Solo 14 di loro hanno finora accettato di andare nel Covid Hotel San Paolo, dove adesso ci sono in tutto 120 persone. Sono 2316 i positivi al momento in tutta la Sicilia, di cui 2109 in isolamento, mentre 207 sono ricoverati nei presidi Covid, di questi 120 solo nel palermitano. Mentre l’assessore regionale alla Salute, Ruggero Razza, ha disposto l’acquisto di 2 milioni di test rapidi, di una parte è stata già consegnata venerdì e l’altra sarà a disposizione tra oggi e domani. Pochi minuti per sapere l’esito dei tamponi e circoscrivere i focolai.

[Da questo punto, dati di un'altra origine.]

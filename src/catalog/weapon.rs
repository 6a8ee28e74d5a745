//! Weapon records
//!
//! A weapon is described by its family (which picks the resolution
//! strategy), rack and cluster sizes, range brackets, heat, and a damage
//! profile. Values here are data: the engine never special-cases a
//! weapon by name.

use crate::dice::Dice;
use serde::{Deserialize, Serialize};

/// Weapon family - determines which resolution strategy fires it
#[derive(Debug, Clone, Copy, PartialEq, Eq, Hash, Serialize, Deserialize)]
pub enum WeaponFamily {
    /// Direct-fire energy weapons (lasers, flamers)
    Energy,
    /// Direct-fire single-slug ballistics (standard autocannon)
    Ballistic,
    /// Ballistics that scatter submunitions over the cluster table
    /// (LB-X shot, hyper-velocity gauss)
    ClusterBallistic,
    /// Missile racks resolved on the cluster table (LRM, SRM)
    MissileRack,
    /// Machine guns; burst-capable, jam when pushed
    MachineGun,
    /// Rotary autocannon with a selectable burst of 1 to 6 shots
    RotaryCannon,
    /// Ultra autocannon; double-rate fire, destroyed on a jam
    UltraCannon,
    /// Indirect-capable mortar tubes resolved on the cluster table
    Mortar,
    /// Launchers delivering attachable pods (Narc and kin)
    PodLauncher,
    /// Target designators (TAG); mark rather than damage
    Designator,
}

/// How much damage one connecting hit deals
#[derive(Debug, Clone, Copy, PartialEq, Eq, Serialize, Deserialize)]
pub enum DamageProfile {
    /// Same damage at any range
    Fixed(u32),
    /// Damage falls off by range bracket
    ByRange { short: u32, medium: u32, long: u32 },
    /// Each projectile of the rack deals this much
    PerMissile(u32),
    /// Re-rolled per connecting hit (d6 count)
    Rolled { dice: u8 },
}

impl DamageProfile {
    /// Damage for a single connecting hit at the given bracket
    pub fn per_hit(&self, dice: &mut Dice, band: RangeBand) -> u32 {
        match *self {
            DamageProfile::Fixed(n) => n,
            DamageProfile::ByRange {
                short,
                medium,
                long,
            } => match band {
                RangeBand::Short => short,
                RangeBand::Medium => medium,
                RangeBand::Long => long,
            },
            DamageProfile::PerMissile(n) => n,
            DamageProfile::Rolled { dice: count } => dice.d6_sum(count),
        }
    }

    /// Full-volley damage, as used when a miss still strikes a structure
    pub fn volley_total(&self, dice: &mut Dice, band: RangeBand, rack: u8) -> u32 {
        match *self {
            DamageProfile::Fixed(_) | DamageProfile::ByRange { .. } => self.per_hit(dice, band),
            DamageProfile::PerMissile(n) => n * u32::from(rack.max(1)),
            DamageProfile::Rolled { .. } => self.per_hit(dice, band) * u32::from(rack.max(1)),
        }
    }
}

/// Range bracket an attack falls into
#[derive(Debug, Clone, Copy, PartialEq, Eq, Hash, Serialize, Deserialize)]
pub enum RangeBand {
    Short,
    Medium,
    Long,
}

impl RangeBand {
    /// To-hit modifier for firing into this bracket
    pub fn to_hit_modifier(self) -> i32 {
        match self {
            RangeBand::Short => 0,
            RangeBand::Medium => 2,
            RangeBand::Long => 4,
        }
    }

    fn index(self) -> usize {
        match self {
            RangeBand::Short => 0,
            RangeBand::Medium => 1,
            RangeBand::Long => 2,
        }
    }
}

/// Range brackets in hexes
#[derive(Debug, Clone, Copy, PartialEq, Eq, Serialize, Deserialize)]
pub struct RangeBrackets {
    /// Inside this range the weapon fights its own arc; each hex of
    /// shortfall adds +1 to hit
    pub minimum: Option<u8>,
    pub short: u8,
    pub medium: u8,
    pub long: u8,
}

impl RangeBrackets {
    pub fn new(minimum: Option<u8>, short: u8, medium: u8, long: u8) -> Self {
        Self {
            minimum,
            short,
            medium,
            long,
        }
    }

    /// Bracket for a target at this distance, or None when out of range
    pub fn band(&self, distance: u32) -> Option<RangeBand> {
        if distance <= u32::from(self.short) {
            Some(RangeBand::Short)
        } else if distance <= u32::from(self.medium) {
            Some(RangeBand::Medium)
        } else if distance <= u32::from(self.long) {
            Some(RangeBand::Long)
        } else {
            None
        }
    }

    /// Extra to-hit penalty for firing inside minimum range
    pub fn minimum_range_penalty(&self, distance: u32) -> i32 {
        match self.minimum {
            Some(min) if distance <= u32::from(min) => {
                i32::from(min) - distance as i32 + 1
            }
            _ => 0,
        }
    }
}

/// Complete weapon record
#[derive(Debug, Clone, PartialEq, Eq, Serialize, Deserialize)]
pub struct WeaponSpec {
    pub name: String,
    pub family: WeaponFamily,
    /// Projectiles per activation (1 for single-shot weapons)
    pub rack_size: u8,
    /// Projectiles grouped into one damage application
    pub cluster_size: u8,
    pub damage: DamageProfile,
    /// Heat per activation; per shot for burst-fire families
    pub heat: u8,
    /// 2d6 target to set terrain alight; None means the weapon cannot
    /// start fires
    pub fire_tn: Option<u8>,
    pub ranges: RangeBrackets,
    /// Cluster-roll modifier by bracket (short, medium, long)
    pub cluster_range_mod: [i32; 3],
    /// Capital-scale damage bypasses woods absorption
    pub capital: bool,
}

impl WeaponSpec {
    /// Whether this weapon resolves its hit count on the cluster table
    pub fn rolls_on_cluster_table(&self) -> bool {
        matches!(
            self.family,
            WeaponFamily::ClusterBallistic | WeaponFamily::MissileRack | WeaponFamily::Mortar
        ) && self.rack_size > 1
    }

    /// Whether this weapon can select a burst size and jam
    pub fn is_rapid_fire(&self) -> bool {
        matches!(
            self.family,
            WeaponFamily::MachineGun | WeaponFamily::RotaryCannon | WeaponFamily::UltraCannon
        )
    }

    /// Cluster-roll modifier for the bracket the shot was fired at
    pub fn cluster_modifier_at(&self, band: RangeBand) -> i32 {
        self.cluster_range_mod[band.index()]
    }

    /// Canned weapon: Medium Laser
    pub fn medium_laser() -> Self {
        Self {
            name: "Medium Laser".into(),
            family: WeaponFamily::Energy,
            rack_size: 1,
            cluster_size: 1,
            damage: DamageProfile::Fixed(5),
            heat: 3,
            fire_tn: Some(7),
            ranges: RangeBrackets::new(None, 3, 6, 9),
            cluster_range_mod: [0, 0, 0],
            capital: false,
        }
    }

    /// Canned weapon: Flamer (Heat mode pours heat into the target)
    pub fn flamer() -> Self {
        Self {
            name: "Flamer".into(),
            family: WeaponFamily::Energy,
            rack_size: 1,
            cluster_size: 1,
            damage: DamageProfile::Fixed(2),
            heat: 3,
            fire_tn: Some(4),
            ranges: RangeBrackets::new(None, 1, 2, 3),
            cluster_range_mod: [0, 0, 0],
            capital: false,
        }
    }

    /// Canned weapon: Autocannon/10
    pub fn autocannon_10() -> Self {
        Self {
            name: "Autocannon/10".into(),
            family: WeaponFamily::Ballistic,
            rack_size: 1,
            cluster_size: 1,
            damage: DamageProfile::Fixed(10),
            heat: 3,
            fire_tn: None,
            ranges: RangeBrackets::new(None, 5, 10, 15),
            cluster_range_mod: [0, 0, 0],
            capital: false,
        }
    }

    /// Canned weapon: LB 10-X firing cluster shot
    pub fn lb10x_cluster() -> Self {
        Self {
            name: "LB 10-X AC (Cluster)".into(),
            family: WeaponFamily::ClusterBallistic,
            rack_size: 10,
            cluster_size: 1,
            damage: DamageProfile::PerMissile(1),
            heat: 2,
            fire_tn: None,
            ranges: RangeBrackets::new(None, 6, 12, 18),
            cluster_range_mod: [0, 0, 0],
            capital: false,
        }
    }

    /// Canned weapon: LRM-10
    pub fn lrm_10() -> Self {
        Self {
            name: "LRM-10".into(),
            family: WeaponFamily::MissileRack,
            rack_size: 10,
            cluster_size: 5,
            damage: DamageProfile::PerMissile(1),
            heat: 4,
            fire_tn: None,
            ranges: RangeBrackets::new(Some(6), 7, 14, 21),
            cluster_range_mod: [0, 0, 0],
            capital: false,
        }
    }

    /// Canned weapon: LRM-20
    pub fn lrm_20() -> Self {
        Self {
            name: "LRM-20".into(),
            family: WeaponFamily::MissileRack,
            rack_size: 20,
            cluster_size: 5,
            damage: DamageProfile::PerMissile(1),
            heat: 6,
            fire_tn: None,
            ranges: RangeBrackets::new(Some(6), 7, 14, 21),
            cluster_range_mod: [0, 0, 0],
            capital: false,
        }
    }

    /// Canned weapon: SRM-6
    pub fn srm_6() -> Self {
        Self {
            name: "SRM-6".into(),
            family: WeaponFamily::MissileRack,
            rack_size: 6,
            cluster_size: 1,
            damage: DamageProfile::PerMissile(2),
            heat: 4,
            fire_tn: None,
            ranges: RangeBrackets::new(None, 3, 6, 9),
            cluster_range_mod: [0, 0, 0],
            capital: false,
        }
    }

    /// Canned weapon: Machine Gun (bursts up to 3 shots)
    pub fn machine_gun() -> Self {
        Self {
            name: "Machine Gun".into(),
            family: WeaponFamily::MachineGun,
            rack_size: 3,
            cluster_size: 1,
            damage: DamageProfile::Fixed(2),
            heat: 0,
            fire_tn: None,
            ranges: RangeBrackets::new(None, 1, 2, 3),
            cluster_range_mod: [0, 0, 0],
            capital: false,
        }
    }

    /// Canned weapon: Rotary AC/5 (bursts up to 6 shots)
    pub fn rotary_ac_5() -> Self {
        Self {
            name: "Rotary AC/5".into(),
            family: WeaponFamily::RotaryCannon,
            rack_size: 6,
            cluster_size: 1,
            damage: DamageProfile::Fixed(5),
            heat: 1,
            fire_tn: None,
            ranges: RangeBrackets::new(None, 6, 12, 18),
            cluster_range_mod: [0, 0, 0],
            capital: false,
        }
    }

    /// Canned weapon: Ultra AC/5 (fires 2 shots in Ultra mode)
    pub fn ultra_ac_5() -> Self {
        Self {
            name: "Ultra AC/5".into(),
            family: WeaponFamily::UltraCannon,
            rack_size: 2,
            cluster_size: 1,
            damage: DamageProfile::Fixed(5),
            heat: 1,
            fire_tn: None,
            ranges: RangeBrackets::new(Some(2), 6, 13, 20),
            cluster_range_mod: [0, 0, 0],
            capital: false,
        }
    }

    /// Canned weapon: Mech Mortar/8
    pub fn mortar_8() -> Self {
        Self {
            name: "Mech Mortar/8".into(),
            family: WeaponFamily::Mortar,
            rack_size: 8,
            cluster_size: 1,
            damage: DamageProfile::PerMissile(2),
            heat: 10,
            fire_tn: Some(9),
            ranges: RangeBrackets::new(Some(6), 7, 14, 21),
            cluster_range_mod: [0, 0, 0],
            capital: false,
        }
    }

    /// Canned weapon: Hyper-Assault Gauss 20
    pub fn hag_20() -> Self {
        Self {
            name: "HAG/20".into(),
            family: WeaponFamily::ClusterBallistic,
            rack_size: 20,
            cluster_size: 5,
            damage: DamageProfile::PerMissile(1),
            heat: 4,
            fire_tn: None,
            ranges: RangeBrackets::new(Some(2), 8, 16, 24),
            cluster_range_mod: [2, 0, -2],
            capital: false,
        }
    }

    /// Canned weapon: Narc Missile Beacon launcher
    pub fn narc_launcher() -> Self {
        Self {
            name: "Narc Launcher".into(),
            family: WeaponFamily::PodLauncher,
            rack_size: 1,
            cluster_size: 1,
            damage: DamageProfile::Fixed(0),
            heat: 0,
            fire_tn: None,
            ranges: RangeBrackets::new(None, 3, 6, 9),
            cluster_range_mod: [0, 0, 0],
            capital: false,
        }
    }

    /// Canned weapon: TAG designator
    pub fn tag() -> Self {
        Self {
            name: "TAG".into(),
            family: WeaponFamily::Designator,
            rack_size: 1,
            cluster_size: 1,
            damage: DamageProfile::Fixed(0),
            heat: 0,
            fire_tn: None,
            ranges: RangeBrackets::new(None, 5, 9, 15),
            cluster_range_mod: [0, 0, 0],
            capital: false,
        }
    }
}

#[cfg(test)]
mod tests {
    use super::*;

    #[test]
    fn test_range_bands() {
        let laser = WeaponSpec::medium_laser();
        assert_eq!(laser.ranges.band(3), Some(RangeBand::Short));
        assert_eq!(laser.ranges.band(4), Some(RangeBand::Medium));
        assert_eq!(laser.ranges.band(9), Some(RangeBand::Long));
        assert_eq!(laser.ranges.band(10), None);
    }

    #[test]
    fn test_minimum_range_penalty() {
        let lrm = WeaponSpec::lrm_20();
        // At 6 hexes: 6 - 6 + 1 = +1
        assert_eq!(lrm.ranges.minimum_range_penalty(6), 1);
        assert_eq!(lrm.ranges.minimum_range_penalty(2), 5);
        assert_eq!(lrm.ranges.minimum_range_penalty(7), 0);
        assert_eq!(WeaponSpec::medium_laser().ranges.minimum_range_penalty(1), 0);
    }

    #[test]
    fn test_family_predicates() {
        assert!(WeaponSpec::lrm_20().rolls_on_cluster_table());
        assert!(WeaponSpec::lb10x_cluster().rolls_on_cluster_table());
        assert!(!WeaponSpec::medium_laser().rolls_on_cluster_table());
        assert!(WeaponSpec::rotary_ac_5().is_rapid_fire());
        assert!(WeaponSpec::ultra_ac_5().is_rapid_fire());
        assert!(!WeaponSpec::lrm_20().is_rapid_fire());
    }

    #[test]
    fn test_damage_profiles() {
        let mut dice = Dice::scripted(vec![4, 5]);
        assert_eq!(
            DamageProfile::Fixed(10).per_hit(&mut dice, RangeBand::Long),
            10
        );
        let by_range = DamageProfile::ByRange {
            short: 10,
            medium: 7,
            long: 4,
        };
        assert_eq!(by_range.per_hit(&mut dice, RangeBand::Medium), 7);
        assert_eq!(
            DamageProfile::Rolled { dice: 2 }.per_hit(&mut dice, RangeBand::Short),
            9
        );
    }

    #[test]
    fn test_volley_total_scales_per_missile_weapons() {
        let mut dice = Dice::scripted(vec![3]);
        let srm = WeaponSpec::srm_6();
        assert_eq!(
            srm.damage.volley_total(&mut dice, RangeBand::Short, srm.rack_size),
            12
        );
        let ac = WeaponSpec::autocannon_10();
        assert_eq!(
            ac.damage.volley_total(&mut dice, RangeBand::Short, ac.rack_size),
            10
        );
    }

    #[test]
    fn test_hag_cluster_modifier_by_bracket() {
        let hag = WeaponSpec::hag_20();
        assert_eq!(hag.cluster_modifier_at(RangeBand::Short), 2);
        assert_eq!(hag.cluster_modifier_at(RangeBand::Medium), 0);
        assert_eq!(hag.cluster_modifier_at(RangeBand::Long), -2);
    }
}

Nei giorni scorsi anche il sindaco di Corleone, dopo il focolaio scoppiato dopo un matrimonio con 250 invitati, aveva disposto un semi-lockdown in paese, prevedendo la chiusura delle scuole e dei bar e pub dopo le 22, ma muovendosi in autonomia. Dall’assessorato alla salute, assicurano che al momento non sono previste altre zone rosse in Sicilia. Mentre a creare nuove tensioni politiche sono i 60 risultati positivi sulla Open Arms a Palermo. Sono al momento 2500 i migranti in quarantena sulle navi al largo della Sicilia, la cui destinazione dopo la quarantena desta la preoccupazione del governatore, Nello Musumeci, che punta il dito contro l’Europa: “Altre ong pretendono di utilizzare i porti siciliani mentre stiamo scoppiando – detto in una nota Musumeci – Vorrei che ragionassero di questo al vertice europeo del 23 settembre. Vorrei che capissero che l’Europa è assente sul suo fronte più scoperto: il Mediterraneo”.